In Windeseile in bunte Kleider gehüllt, tanzte die bis dahin arg geforderte und zuweilen gestresste Gruppe ausgelassen, ohne, oder nur mit geringen choreographischen Vorgaben, nach Melodien verschiedener Völker und Kulturen. Hier zeigte sich nicht nur die ausgesprochen technische und sportliche Substanz von Emanuel Gat Danse, sondern auch das improvisatorische Vermögen (von technischer Brillanz nicht zu reden) des Ensemble Modern (Leitung: Josep Planells Schiaffino), das zwischen Klezmer (Jaan Bossier, Klarinette), russischer Volksweise (Michael M. Kasper, Violoncello), japanischem Wiegenlied (Megumi Kasakawa), Zigeunerweisen nach Brahms (Giorgos Panagiotidis) irischem Riverdanse und englischem Shanti changierte.

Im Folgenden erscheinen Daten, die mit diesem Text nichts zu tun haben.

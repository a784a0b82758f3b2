//! DuckDuckGo provider backed by the HTML-only endpoint
//!
//! Needs no credentials, which makes it the default fallback.

use super::{http, SearchProvider};
use crate::config::ProviderSettings;
use crate::error::{Result, SearchError};
use crate::types::{ProviderId, SearchResult};
use async_trait::async_trait;
use scraper::{Html, Selector};
use std::time::Duration;
use tracing::{debug, info};
use url::Url;

pub const DEFAULT_ENDPOINT: &str = "https://html.duckduckgo.com/html/";

pub struct DuckDuckGoProvider {
    client: reqwest::Client,
    endpoint: String,
}

impl DuckDuckGoProvider {
    pub fn new(timeout: Duration) -> Result<Self> {
        Ok(Self {
            client: http::build_client(timeout, None)?,
            endpoint: DEFAULT_ENDPOINT.to_string(),
        })
    }

    pub fn from_settings(settings: &ProviderSettings, timeout: Duration) -> Result<Self> {
        Ok(Self {
            client: http::build_client(timeout, settings.proxy.as_deref())?,
            endpoint: settings.endpoint.clone().unwrap_or_else(|| DEFAULT_ENDPOINT.to_string()),
        })
    }

    pub fn with_endpoint(mut self, endpoint: impl Into<String>) -> Self {
        self.endpoint = endpoint.into();
        self
    }
}

#[async_trait]
impl SearchProvider for DuckDuckGoProvider {
    fn id(&self) -> ProviderId {
        ProviderId::DuckDuckGo
    }

    async fn search(&self, query: &str, count: usize) -> Result<Vec<SearchResult>> {
        info!("Sending request to DuckDuckGo: {}", query);

        let request = self
            .client
            .post(&self.endpoint)
            .form(&[("q", query)])
            .header("Accept-Language", "en-US,en;q=0.9");

        let html = http::send(ProviderId::DuckDuckGo, request)
            .await?
            .text()
            .await
            .map_err(|e| http::map_request_error(ProviderId::DuckDuckGo, e))?;

        let results = parse_results(&html, count)?;
        info!("DuckDuckGo search successful, got {} results", results.len());
        Ok(results)
    }
}

/// Unwrap DuckDuckGo's `/l/?uddg=` redirect links into the target URL
fn extract_url(href: &str) -> Option<String> {
    let full_href = if href.starts_with("//") {
        format!("https:{}", href)
    } else {
        href.to_string()
    };

    let parsed = Url::parse(&full_href).ok()?;

    if parsed.host_str() == Some("duckduckgo.com") && parsed.path().starts_with("/l/") {
        parsed
            .query_pairs()
            .find(|(key, _)| key == "uddg")
            .map(|(_, value)| value.into_owned())
    } else {
        Some(full_href)
    }
}

fn selector(css: &str) -> Result<Selector> {
    Selector::parse(css).map_err(|e| SearchError::Parse(format!("duckduckgo: invalid selector {}: {:?}", css, e)))
}

/// Extract organic results from the HTML results page, skipping ads
pub(crate) fn parse_results(html: &str, max_results: usize) -> Result<Vec<SearchResult>> {
    let document = Html::parse_document(html);

    let result_sel = selector(".result.results_links:not(.result--ad), .web-result:not(.result--ad)")?;
    let title_sel = selector(".result__a")?;
    let snippet_sel = selector(".result__snippet")?;

    let mut results = Vec::new();

    for element in document.select(&result_sel) {
        let Some(title_el) = element.select(&title_sel).next() else {
            continue;
        };

        let title = title_el.text().collect::<String>().trim().to_string();
        if title.is_empty() {
            continue;
        }

        let Some(url) = title_el.value().attr("href").and_then(extract_url) else {
            continue;
        };

        let snippet = element
            .select(&snippet_sel)
            .next()
            .map(|el| el.text().collect::<String>().trim().to_string())
            .unwrap_or_default();

        results.push(SearchResult::new(title, url, snippet, ProviderId::DuckDuckGo));

        if results.len() >= max_results {
            break;
        }
    }

    debug!(count = results.len(), "DuckDuckGo results parsed");
    Ok(results)
}

#[cfg(test)]
mod tests {
    use super::*;
    use wiremock::matchers::{body_string_contains, method};
    use wiremock::{Mock, MockServer, ResponseTemplate};

    const RESULTS_PAGE: &str = r#"
        <html><body>
          <div class="result results_links results_links_deep result--ad">
            <a class="result__a" href="https://ads.example/">Sponsored</a>
          </div>
          <div class="result results_links results_links_deep web-result">
            <h2><a class="result__a" href="//duckduckgo.com/l/?uddg=https%3A%2F%2Fdoc.rust-lang.org%2Fbook%2F&rut=abc">The Rust Book</a></h2>
            <a class="result__snippet">Learn Rust from the ground up.</a>
          </div>
          <div class="result results_links results_links_deep web-result">
            <h2><a class="result__a" href="https://tokio.rs/">Tokio</a></h2>
          </div>
          <div class="result results_links web-result">
            <h2><a class="result__a" href="https://serde.rs/">   </a></h2>
          </div>
        </body></html>
    "#;

    #[test]
    fn test_parse_skips_ads_and_unwraps_redirects() {
        let results = parse_results(RESULTS_PAGE, 10).unwrap();

        assert_eq!(results.len(), 2);
        assert_eq!(results[0].title, "The Rust Book");
        assert_eq!(results[0].url, "https://doc.rust-lang.org/book/");
        assert_eq!(results[0].snippet, "Learn Rust from the ground up.");
        assert_eq!(results[1].url, "https://tokio.rs/");
        assert_eq!(results[1].snippet, "");
    }

    #[test]
    fn test_parse_respects_max_results() {
        assert_eq!(parse_results(RESULTS_PAGE, 1).unwrap().len(), 1);
        assert!(parse_results("<html></html>", 5).unwrap().is_empty());
    }

    #[test]
    fn test_extract_url() {
        assert_eq!(
            extract_url("//duckduckgo.com/l/?uddg=https%3A%2F%2Fexample.com%2Fa"),
            Some("https://example.com/a".to_string())
        );
        assert_eq!(extract_url("https://example.com/"), Some("https://example.com/".to_string()));
        assert_eq!(extract_url("not a url"), None);
    }

    #[tokio::test]
    async fn test_search_posts_form() {
        let server = MockServer::start().await;
        Mock::given(method("POST"))
            .and(body_string_contains("q=rust+book"))
            .respond_with(ResponseTemplate::new(200).set_body_string(RESULTS_PAGE))
            .mount(&server)
            .await;

        let provider = DuckDuckGoProvider::new(Duration::from_secs(5))
            .unwrap()
            .with_endpoint(server.uri());

        let results = provider.search("rust book", 10).await.unwrap();
        assert_eq!(results.len(), 2);
        assert!(results.iter().all(|r| r.provider == Some(ProviderId::DuckDuckGo)));
    }
}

Warum aber alles in einem durchgehenden Marschrhythmus erfolgen musste und die amerikanische Konföderationshymne: „I wish, I was in Dixie Land“, die Hymne der Südstaaten aus der Zeit des amerikanischen Bürgerkriegs, den Hauptteil dieses acht-minütigen Finales bilden musste, bleibt wohl das Geheimnis des Komponisten. Zumindest ohne Text ein Ohrwurm, der zum stampfenden Bauerntanz auch auf den Rängen einlud.
Frenetischer Beifall, viele junge begeisterte Leute im Publikum, ein entspannter Ausklang mit pikanter Suppe und Sekt. Was will man mehr.